(What you will do)
Extract every record, keeping each one exactly as it is.

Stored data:
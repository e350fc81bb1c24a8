//! Lexer for tag arguments and variable expressions using logos

use logos::{Lexer, Logos};

use crate::error::{ParseError, Span};
use crate::parser::lexer::scan_quoted;

#[derive(Logos, Debug, Clone, PartialEq)]
#[logos(skip r"[ \t\n\r\x0C]+")]
pub enum Token {
    // Keywords
    #[token("and")]
    And,
    #[token("or")]
    Or,
    #[token("not")]
    Not,
    #[token("in")]
    In,
    #[token("True")]
    #[token("true")]
    True,
    #[token("False")]
    #[token("false")]
    False,
    #[token("None")]
    #[token("none")]
    NoneLit,

    // Comparison operators (longer first)
    #[token("==")]
    Eq,
    #[token("!=")]
    Ne,
    #[token("<=")]
    Le,
    #[token(">=")]
    Ge,
    #[token("<")]
    Lt,
    #[token(">")]
    Gt,

    // Punctuation
    #[token("=")]
    Assign,
    #[token("|")]
    Pipe,
    #[token(":")]
    Colon,
    #[token(".")]
    Dot,
    #[token(",")]
    Comma,
    #[token("(")]
    ParenOpen,
    #[token(")")]
    ParenClose,
    #[token("/")]
    Slash,

    // Literals - identifiers must come after keywords
    #[regex(r"[a-zA-Z_@][a-zA-Z0-9_\-]*", |lex| lex.slice().to_string(), priority = 1)]
    Ident(String),

    #[token("\"", lex_string)]
    #[token("'", lex_string)]
    Str(String),

    #[regex(r"-?[0-9]+", |lex| lex.slice().parse::<i64>().ok())]
    Int(i64),

    #[regex(r"-?[0-9]+\.[0-9]+", |lex| lex.slice().parse::<f64>().ok())]
    Float(f64),
}

/// Consume a quoted string, including nested tags, and unescape it
fn lex_string(lex: &mut Lexer<Token>) -> Option<String> {
    let start = lex.span().start;
    let end = scan_quoted(lex.source().as_bytes(), start).ok()?;
    lex.bump(end - lex.span().end);
    Some(unescape(&lex.source()[start + 1..end - 1]))
}

fn unescape(raw: &str) -> String {
    let mut out = String::with_capacity(raw.len());
    let mut chars = raw.chars();
    while let Some(c) = chars.next() {
        if c != '\\' {
            out.push(c);
            continue;
        }
        match chars.next() {
            Some(next @ ('\\' | '"' | '\'')) => out.push(next),
            Some(other) => {
                out.push('\\');
                out.push(other);
            }
            None => out.push('\\'),
        }
    }
    out
}

/// Lex an argument string whose first byte sits at `offset` in the template
pub fn lex(input: &str, offset: usize) -> Result<Vec<(Token, Span)>, ParseError> {
    let mut lexer = Token::lexer(input);
    let mut tokens = Vec::new();
    while let Some(result) = lexer.next() {
        let span = lexer.span();
        let span = span.start + offset..span.end + offset;
        match result {
            Ok(token) => tokens.push((token, span)),
            Err(()) => {
                let slice = lexer.slice();
                let message = if slice.starts_with('"') || slice.starts_with('\'') {
                    "unterminated string literal".to_string()
                } else {
                    format!("unexpected character '{}'", slice)
                };
                return Err(ParseError::syntax(span, message));
            }
        }
    }
    Ok(tokens)
}
/// Build a template tree from tokens produced for `src`
pub fn build(src: &str, tokens: Vec<Spanned<Token>>, opts: ParseOptions) -> Result<Template, ParseError> {
    let mut parser = TreeParser {
        src,
        tokens: tokens.into_iter(),
        opts,
    };
    let (nodes, _) = parser.parse_block(None, &[], false)?;
    Ok(Template::new(nodes))
}

/// A complete `{% ... %}` tag
#[derive(Debug)]
struct Tag {
    name: String,
    name_span: Span,
    args: Vec<Spanned<String>>,
    end_span: Span,
}

impl Tag {
    fn span(&self) -> Span {
        self.name_span.start..self.end_span.end
    }

    /// Source text covering all arguments, with its offset
    fn args_source<'s>(&self, src: &'s str) -> (&'s str, usize) {
        match (self.args.first(), self.args.last()) {
            (Some(first), Some(last)) => (&src[first.span.start..last.span.end], first.span.start),
            _ => ("", self.name_span.end),
        }
    }
}

enum Item {
    Text(Spanned<String>),
    Var(Spanned<String>),
    Tag(Tag),
}

struct TreeParser<'s> {
    src: &'s str,
    tokens: std::vec::IntoIter<Spanned<Token>>,
    opts: ParseOptions,
}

(Answer below)
repository e350fc81bb1c24a8
//! Lexer for tag arguments and variable expressions using logos

use logos::{Lexer, Logos};

use crate::error::{ParseError, Span};
use crate::parser::lexer::scan_quoted;

#[derive(Logos, Debug, Clone, PartialEq)]
#[logos(skip r"[ \t\n\r\x0C]+")]
pub enum Token {
    // Keywords
    #[token("and")]
    And,
    #[token("or")]
    Or,
    #[token("not")]
    Not,
    #[token("in")]
    In,
    #[token("True")]
    #[token("true")]
    True,
    #[token("False")]
    #[token("false")]
    False,
    #[token("None")]
    #[token("none")]
    NoneLit,

    // Comparison operators (longer first)
    #[token("==")]
    Eq,
    #[token("!=")]
    Ne,
    #[token("<=")]
    Le,
    #[token(">=")]
    Ge,
    #[token("<")]
    Lt,
    #[token(">")]
    Gt,

    // Punctuation
    #[token("=")]
    Assign,
    #[token("|")]
    Pipe,
    #[token(":")]
    Colon,
    #[token(".")]
    Dot,
    #[token(",")]
    Comma,
    #[token("(")]
    ParenOpen,
    #[token(")")]
    ParenClose,
    #[token("/")]
    Slash,

    // Literals - identifiers must come after keywords
    #[regex(r"[a-zA-Z_@][a-zA-Z0-9_\-]*", |lex| lex.slice().to_string(), priority = 1)]
    Ident(String),

    #[token("\"", lex_string)]
    #[token("'", lex_string)]
    Str(String),

    #[regex(r"-?[0-9]+", |lex| lex.slice().parse::<i64>().ok())]
    Int(i64),

    #[regex(r"-?[0-9]+\.[0-9]+", |lex| lex.slice().parse::<f64>().ok())]
    Float(f64),
}

/// Consume a quoted string, including nested tags, and unescape it
fn lex_string(lex: &mut Lexer<Token>) -> Option<String> {
    let start = lex.span().start;
    let end = scan_quoted(lex.source().as_bytes(), start).ok()?;
    lex.bump(end - lex.span().end);
    Some(unescape(&lex.source()[start + 1..end - 1]))
}

fn unescape(raw: &str) -> String {
    let mut out = String::with_capacity(raw.len());
    let mut chars = raw.chars();
    while let Some(c) = chars.next() {
        if c != '\\' {
            out.push(c);
            continue;
        }
        match chars.next() {
            Some(next @ ('\\' | '"' | '\'')) => out.push(next),
            Some(other) => {
                out.push('\\');
                out.push(other);
            }
            None => out.push('\\'),
        }
    }
    out
}

/// Lex an argument string whose first byte sits at `offset` in the template
pub fn lex(input: &str, offset: usize) -> Result<Vec<(Token, Span)>, ParseError> {
    let mut lexer = Token::lexer(input);
    let mut tokens = Vec::new();
    while let Some(result) = lexer.next() {
        let span = lexer.span();
        let span = span.start + offset..span.end + offset;
        match result {
            Ok(token) => tokens.push((token, span)),
            Err(()) => {
                let slice = lexer.slice();
                let message = if slice.starts_with('"') || slice.starts_with('\'') {
                    "unterminated string literal".to_string()
                } else {
                    format!("unexpected character '{}'", slice)
                };
                return Err(ParseError::syntax(span, message));
            }
        }
    }
    Ok(tokens)
}
/// Build a template tree from tokens produced for `src`
pub fn build(src: &str, tokens: Vec<Spanned<Token>>, opts: ParseOptions) -> Result<Template, ParseError> {
    let mut parser = TreeParser {
        src,
        tokens: tokens.into_iter(),
        opts,
    };
    let (nodes, _) = parser.parse_block(None, &[], false)?;
    Ok(Template::new(nodes))
}

/// A complete `{% ... %}` tag
#[derive(Debug)]
struct Tag {
    name: String,
    name_span: Span,
    args: Vec<Spanned<String>>,
    end_span: Span,
}

impl Tag {
    fn span(&self) -> Span {
        self.name_span.start..self.end_span.end
    }

    /// Source text covering all arguments, with its offset
    fn args_source<'s>(&self, src: &'s str) -> (&'s str, usize) {
        match (self.args.first(), self.args.last()) {
            (Some(first), Some(last)) => (&src[first.span.start..last.span.end], first.span.start),
            _ => ("", self.name_span.end),
        }
    }
}

enum Item {
    Text(Spanned<String>),
    Var(Spanned<String>),
    Tag(Tag),
}

struct TreeParser<'s> {
    src: &'s str,
    tokens: std::vec::IntoIter<Spanned<Token>>,
    opts: ParseOptions,
}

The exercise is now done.